**Task details:**
Across all the records, filter for lines with the word "ProviderError" and copy them.

(Data items)
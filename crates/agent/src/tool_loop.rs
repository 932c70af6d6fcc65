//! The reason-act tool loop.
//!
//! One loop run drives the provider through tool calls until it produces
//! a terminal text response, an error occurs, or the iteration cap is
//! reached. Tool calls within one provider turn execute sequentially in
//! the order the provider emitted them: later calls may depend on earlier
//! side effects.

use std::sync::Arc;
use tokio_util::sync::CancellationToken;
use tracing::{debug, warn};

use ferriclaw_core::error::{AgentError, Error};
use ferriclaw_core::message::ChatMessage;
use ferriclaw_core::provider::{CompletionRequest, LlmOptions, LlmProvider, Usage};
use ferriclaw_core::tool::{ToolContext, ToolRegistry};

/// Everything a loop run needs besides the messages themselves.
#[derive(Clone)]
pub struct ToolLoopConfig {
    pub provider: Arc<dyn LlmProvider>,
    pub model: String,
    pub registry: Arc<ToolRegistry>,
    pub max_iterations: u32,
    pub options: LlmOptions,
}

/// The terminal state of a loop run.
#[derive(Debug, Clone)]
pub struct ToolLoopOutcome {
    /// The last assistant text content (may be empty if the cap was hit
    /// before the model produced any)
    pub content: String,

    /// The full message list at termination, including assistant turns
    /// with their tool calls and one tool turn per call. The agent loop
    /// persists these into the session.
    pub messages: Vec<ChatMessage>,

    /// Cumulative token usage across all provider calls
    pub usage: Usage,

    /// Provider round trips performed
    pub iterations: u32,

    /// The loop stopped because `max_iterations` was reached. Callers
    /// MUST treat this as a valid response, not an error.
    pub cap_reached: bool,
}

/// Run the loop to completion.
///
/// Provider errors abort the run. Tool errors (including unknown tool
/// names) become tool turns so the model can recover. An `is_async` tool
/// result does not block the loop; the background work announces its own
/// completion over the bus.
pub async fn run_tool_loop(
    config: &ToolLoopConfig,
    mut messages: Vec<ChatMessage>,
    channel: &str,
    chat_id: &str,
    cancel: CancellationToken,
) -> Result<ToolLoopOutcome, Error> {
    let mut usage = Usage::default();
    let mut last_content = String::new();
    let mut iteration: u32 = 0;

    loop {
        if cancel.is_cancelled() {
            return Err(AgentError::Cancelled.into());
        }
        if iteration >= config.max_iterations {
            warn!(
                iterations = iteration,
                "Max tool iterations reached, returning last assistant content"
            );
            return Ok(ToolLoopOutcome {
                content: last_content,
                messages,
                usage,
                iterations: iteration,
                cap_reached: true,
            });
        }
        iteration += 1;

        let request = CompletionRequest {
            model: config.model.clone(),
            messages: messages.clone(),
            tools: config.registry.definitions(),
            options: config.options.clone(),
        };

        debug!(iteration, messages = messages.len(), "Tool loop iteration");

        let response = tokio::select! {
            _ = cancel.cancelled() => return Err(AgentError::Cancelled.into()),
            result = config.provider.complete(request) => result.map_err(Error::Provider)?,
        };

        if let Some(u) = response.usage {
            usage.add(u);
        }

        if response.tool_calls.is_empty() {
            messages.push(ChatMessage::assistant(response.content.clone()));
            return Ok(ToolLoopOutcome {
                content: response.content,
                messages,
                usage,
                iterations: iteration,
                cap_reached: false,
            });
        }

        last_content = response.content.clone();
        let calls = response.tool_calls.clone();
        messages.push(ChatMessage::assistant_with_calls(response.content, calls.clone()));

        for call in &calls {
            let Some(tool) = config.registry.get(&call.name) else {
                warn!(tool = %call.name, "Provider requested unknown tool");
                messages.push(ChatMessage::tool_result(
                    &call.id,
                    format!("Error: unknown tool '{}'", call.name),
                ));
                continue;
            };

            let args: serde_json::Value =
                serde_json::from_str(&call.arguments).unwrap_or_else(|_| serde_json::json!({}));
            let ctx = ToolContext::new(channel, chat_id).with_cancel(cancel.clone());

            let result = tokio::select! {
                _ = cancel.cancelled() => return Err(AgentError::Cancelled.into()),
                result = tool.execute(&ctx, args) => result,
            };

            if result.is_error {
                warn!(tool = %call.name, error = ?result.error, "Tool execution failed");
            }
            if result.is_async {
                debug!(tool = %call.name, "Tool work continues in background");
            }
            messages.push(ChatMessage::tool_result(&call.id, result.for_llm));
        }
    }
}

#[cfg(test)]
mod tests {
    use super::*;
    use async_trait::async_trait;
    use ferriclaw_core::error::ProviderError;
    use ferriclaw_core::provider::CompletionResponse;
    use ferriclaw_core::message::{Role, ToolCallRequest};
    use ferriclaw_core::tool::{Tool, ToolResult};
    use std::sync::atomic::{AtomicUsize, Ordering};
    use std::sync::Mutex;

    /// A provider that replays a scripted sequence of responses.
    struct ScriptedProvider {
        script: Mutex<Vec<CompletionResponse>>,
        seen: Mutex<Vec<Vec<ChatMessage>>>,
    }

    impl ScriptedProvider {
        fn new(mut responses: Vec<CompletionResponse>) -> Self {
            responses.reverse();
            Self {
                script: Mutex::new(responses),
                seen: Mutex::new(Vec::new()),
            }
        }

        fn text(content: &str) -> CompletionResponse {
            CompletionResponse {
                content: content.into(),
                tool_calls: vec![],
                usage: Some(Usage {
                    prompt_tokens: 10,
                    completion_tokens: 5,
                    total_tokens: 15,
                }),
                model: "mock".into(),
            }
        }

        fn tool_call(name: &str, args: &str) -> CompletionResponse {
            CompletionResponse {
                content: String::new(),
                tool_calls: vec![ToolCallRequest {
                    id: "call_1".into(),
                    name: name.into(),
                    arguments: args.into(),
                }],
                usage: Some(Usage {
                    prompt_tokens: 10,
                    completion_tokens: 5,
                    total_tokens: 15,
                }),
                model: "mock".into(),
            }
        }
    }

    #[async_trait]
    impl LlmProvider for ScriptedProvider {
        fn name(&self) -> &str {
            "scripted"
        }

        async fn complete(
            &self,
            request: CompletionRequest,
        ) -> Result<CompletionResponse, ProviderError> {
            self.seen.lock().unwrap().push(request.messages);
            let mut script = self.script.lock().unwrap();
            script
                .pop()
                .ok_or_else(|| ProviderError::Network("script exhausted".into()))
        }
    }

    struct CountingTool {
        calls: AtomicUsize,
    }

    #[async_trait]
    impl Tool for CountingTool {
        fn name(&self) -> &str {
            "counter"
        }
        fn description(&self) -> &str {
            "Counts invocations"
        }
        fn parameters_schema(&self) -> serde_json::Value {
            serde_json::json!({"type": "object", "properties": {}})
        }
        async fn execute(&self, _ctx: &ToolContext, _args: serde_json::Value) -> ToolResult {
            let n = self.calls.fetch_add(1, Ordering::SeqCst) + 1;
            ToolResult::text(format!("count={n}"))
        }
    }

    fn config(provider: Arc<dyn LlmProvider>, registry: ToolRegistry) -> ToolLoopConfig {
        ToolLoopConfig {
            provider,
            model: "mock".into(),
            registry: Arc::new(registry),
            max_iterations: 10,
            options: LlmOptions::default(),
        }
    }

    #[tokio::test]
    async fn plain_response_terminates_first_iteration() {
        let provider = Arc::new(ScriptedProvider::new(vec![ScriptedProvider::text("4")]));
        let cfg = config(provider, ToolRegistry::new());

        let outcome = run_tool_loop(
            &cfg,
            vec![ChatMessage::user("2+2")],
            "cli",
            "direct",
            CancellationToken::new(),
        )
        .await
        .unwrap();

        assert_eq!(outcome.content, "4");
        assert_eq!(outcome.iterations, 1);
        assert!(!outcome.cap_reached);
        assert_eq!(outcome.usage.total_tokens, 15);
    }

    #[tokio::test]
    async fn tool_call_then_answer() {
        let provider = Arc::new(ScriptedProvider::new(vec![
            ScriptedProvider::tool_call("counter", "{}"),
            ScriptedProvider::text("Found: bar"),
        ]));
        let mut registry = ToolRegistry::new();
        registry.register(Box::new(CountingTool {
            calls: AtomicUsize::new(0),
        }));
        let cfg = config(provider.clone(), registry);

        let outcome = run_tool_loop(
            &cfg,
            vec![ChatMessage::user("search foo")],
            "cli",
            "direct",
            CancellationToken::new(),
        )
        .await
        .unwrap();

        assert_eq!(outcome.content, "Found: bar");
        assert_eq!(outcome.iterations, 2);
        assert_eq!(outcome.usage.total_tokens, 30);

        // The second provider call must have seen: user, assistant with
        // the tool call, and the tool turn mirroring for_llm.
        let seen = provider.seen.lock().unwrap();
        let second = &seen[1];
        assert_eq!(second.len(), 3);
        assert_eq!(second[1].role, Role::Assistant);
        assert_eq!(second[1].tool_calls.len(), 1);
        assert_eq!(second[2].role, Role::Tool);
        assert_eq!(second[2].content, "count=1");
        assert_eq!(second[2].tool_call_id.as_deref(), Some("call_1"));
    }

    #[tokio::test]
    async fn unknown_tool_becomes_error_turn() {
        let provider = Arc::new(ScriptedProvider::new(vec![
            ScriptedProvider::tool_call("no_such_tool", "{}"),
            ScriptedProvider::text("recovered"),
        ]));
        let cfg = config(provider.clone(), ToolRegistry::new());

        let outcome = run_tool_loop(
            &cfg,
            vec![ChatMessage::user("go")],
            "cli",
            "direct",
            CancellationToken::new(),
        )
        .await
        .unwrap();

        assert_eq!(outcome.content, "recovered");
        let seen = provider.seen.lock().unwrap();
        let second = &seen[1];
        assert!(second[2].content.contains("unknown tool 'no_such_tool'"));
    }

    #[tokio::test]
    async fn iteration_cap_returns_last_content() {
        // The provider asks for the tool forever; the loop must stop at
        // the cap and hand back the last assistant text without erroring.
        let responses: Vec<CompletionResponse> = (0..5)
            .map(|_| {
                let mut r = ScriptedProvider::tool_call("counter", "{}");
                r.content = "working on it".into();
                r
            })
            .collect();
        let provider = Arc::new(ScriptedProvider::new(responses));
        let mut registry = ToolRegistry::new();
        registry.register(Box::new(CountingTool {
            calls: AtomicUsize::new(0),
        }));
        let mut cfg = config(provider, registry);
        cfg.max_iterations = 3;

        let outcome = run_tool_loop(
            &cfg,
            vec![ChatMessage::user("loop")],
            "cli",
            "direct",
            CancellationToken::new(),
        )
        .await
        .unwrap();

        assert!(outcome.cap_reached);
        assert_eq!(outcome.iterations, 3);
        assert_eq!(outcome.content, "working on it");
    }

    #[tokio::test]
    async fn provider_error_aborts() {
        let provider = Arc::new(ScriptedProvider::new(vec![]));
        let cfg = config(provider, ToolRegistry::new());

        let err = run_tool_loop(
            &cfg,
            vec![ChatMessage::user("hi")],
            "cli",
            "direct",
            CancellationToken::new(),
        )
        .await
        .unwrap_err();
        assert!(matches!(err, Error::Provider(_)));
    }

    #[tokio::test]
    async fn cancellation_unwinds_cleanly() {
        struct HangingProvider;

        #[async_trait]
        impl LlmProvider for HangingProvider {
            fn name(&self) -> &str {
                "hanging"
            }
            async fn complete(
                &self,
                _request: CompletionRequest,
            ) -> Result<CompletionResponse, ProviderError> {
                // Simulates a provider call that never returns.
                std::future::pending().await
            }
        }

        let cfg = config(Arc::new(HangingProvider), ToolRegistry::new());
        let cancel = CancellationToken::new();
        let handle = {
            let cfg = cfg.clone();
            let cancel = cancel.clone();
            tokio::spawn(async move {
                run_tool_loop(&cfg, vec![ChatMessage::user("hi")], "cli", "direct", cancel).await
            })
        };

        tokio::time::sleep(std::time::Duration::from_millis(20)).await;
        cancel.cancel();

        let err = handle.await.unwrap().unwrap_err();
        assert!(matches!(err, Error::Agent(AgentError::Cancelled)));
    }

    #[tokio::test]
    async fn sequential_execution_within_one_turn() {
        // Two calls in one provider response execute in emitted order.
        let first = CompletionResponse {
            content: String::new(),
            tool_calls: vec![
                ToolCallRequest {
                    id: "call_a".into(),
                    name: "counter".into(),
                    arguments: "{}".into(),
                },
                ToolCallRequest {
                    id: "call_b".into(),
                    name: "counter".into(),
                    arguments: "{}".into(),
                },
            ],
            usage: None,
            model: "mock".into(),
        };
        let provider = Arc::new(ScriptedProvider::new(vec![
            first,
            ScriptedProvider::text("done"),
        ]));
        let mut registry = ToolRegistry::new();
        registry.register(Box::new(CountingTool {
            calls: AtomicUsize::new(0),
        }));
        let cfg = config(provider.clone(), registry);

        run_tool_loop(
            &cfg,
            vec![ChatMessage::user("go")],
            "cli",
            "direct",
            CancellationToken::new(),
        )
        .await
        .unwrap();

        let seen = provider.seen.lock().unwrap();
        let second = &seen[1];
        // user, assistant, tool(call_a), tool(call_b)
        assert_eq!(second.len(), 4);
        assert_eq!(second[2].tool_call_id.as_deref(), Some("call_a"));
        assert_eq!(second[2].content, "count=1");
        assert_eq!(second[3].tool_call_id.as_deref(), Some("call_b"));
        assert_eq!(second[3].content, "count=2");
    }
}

* * *

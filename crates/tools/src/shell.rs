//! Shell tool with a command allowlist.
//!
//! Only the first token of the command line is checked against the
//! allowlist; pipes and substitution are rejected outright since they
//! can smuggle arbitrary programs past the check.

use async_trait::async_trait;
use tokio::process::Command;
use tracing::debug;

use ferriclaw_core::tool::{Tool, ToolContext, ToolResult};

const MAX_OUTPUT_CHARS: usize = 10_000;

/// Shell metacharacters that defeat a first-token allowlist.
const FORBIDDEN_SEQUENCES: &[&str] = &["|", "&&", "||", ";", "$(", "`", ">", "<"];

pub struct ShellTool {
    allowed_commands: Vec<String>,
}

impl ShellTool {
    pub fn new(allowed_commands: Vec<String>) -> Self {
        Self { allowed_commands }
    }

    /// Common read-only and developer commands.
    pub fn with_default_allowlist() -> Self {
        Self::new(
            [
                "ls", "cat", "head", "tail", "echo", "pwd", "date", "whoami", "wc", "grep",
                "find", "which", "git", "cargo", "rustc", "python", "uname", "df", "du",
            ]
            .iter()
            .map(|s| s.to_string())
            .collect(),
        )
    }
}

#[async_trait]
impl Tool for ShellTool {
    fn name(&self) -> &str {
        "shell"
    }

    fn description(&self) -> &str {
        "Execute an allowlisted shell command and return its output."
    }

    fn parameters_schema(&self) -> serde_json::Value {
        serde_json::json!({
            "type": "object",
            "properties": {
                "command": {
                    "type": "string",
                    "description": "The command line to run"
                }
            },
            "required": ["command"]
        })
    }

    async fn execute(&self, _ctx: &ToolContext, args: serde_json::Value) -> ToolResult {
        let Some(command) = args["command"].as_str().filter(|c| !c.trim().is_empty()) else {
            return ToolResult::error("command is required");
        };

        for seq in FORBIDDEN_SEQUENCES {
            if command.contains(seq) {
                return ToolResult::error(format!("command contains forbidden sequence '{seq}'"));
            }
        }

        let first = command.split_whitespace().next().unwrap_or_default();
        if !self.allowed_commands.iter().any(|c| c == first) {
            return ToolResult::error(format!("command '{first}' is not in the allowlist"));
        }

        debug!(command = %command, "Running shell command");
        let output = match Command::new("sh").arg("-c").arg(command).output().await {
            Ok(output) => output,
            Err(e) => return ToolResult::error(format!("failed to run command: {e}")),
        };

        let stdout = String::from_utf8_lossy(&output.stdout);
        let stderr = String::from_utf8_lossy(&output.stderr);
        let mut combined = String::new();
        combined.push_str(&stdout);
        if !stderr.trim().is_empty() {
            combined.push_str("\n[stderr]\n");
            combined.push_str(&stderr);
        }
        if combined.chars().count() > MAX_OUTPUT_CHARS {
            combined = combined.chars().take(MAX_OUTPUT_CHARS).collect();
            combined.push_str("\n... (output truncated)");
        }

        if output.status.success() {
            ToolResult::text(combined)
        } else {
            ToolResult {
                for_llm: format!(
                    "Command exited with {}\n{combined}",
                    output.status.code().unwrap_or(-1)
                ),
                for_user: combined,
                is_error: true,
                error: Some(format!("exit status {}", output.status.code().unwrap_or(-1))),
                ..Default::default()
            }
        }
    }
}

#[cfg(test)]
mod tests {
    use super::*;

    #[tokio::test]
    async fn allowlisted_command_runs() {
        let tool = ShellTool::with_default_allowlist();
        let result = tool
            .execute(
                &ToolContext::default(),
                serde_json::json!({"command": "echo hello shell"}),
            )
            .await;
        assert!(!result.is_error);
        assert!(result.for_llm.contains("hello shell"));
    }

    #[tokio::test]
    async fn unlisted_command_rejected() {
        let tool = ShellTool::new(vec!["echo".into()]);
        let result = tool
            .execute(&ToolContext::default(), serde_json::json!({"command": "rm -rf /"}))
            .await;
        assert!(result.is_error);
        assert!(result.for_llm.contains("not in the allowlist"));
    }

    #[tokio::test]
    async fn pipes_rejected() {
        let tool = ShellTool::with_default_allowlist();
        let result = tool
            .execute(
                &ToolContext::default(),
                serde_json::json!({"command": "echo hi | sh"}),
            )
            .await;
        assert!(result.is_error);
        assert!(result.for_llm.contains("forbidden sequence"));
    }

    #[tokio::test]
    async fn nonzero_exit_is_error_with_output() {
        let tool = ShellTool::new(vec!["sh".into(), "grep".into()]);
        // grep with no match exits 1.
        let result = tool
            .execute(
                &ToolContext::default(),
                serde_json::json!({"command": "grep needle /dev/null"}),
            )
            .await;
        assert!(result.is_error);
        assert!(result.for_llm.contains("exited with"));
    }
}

**Exercise answer:**
    use ferriclaw_core::error::ProviderError;
        ) -> Result<CompletionResponse, ProviderError> {
                .ok_or_else(|| ProviderError::Network("script exhausted".into()))
            ) -> Result<CompletionResponse, ProviderError> {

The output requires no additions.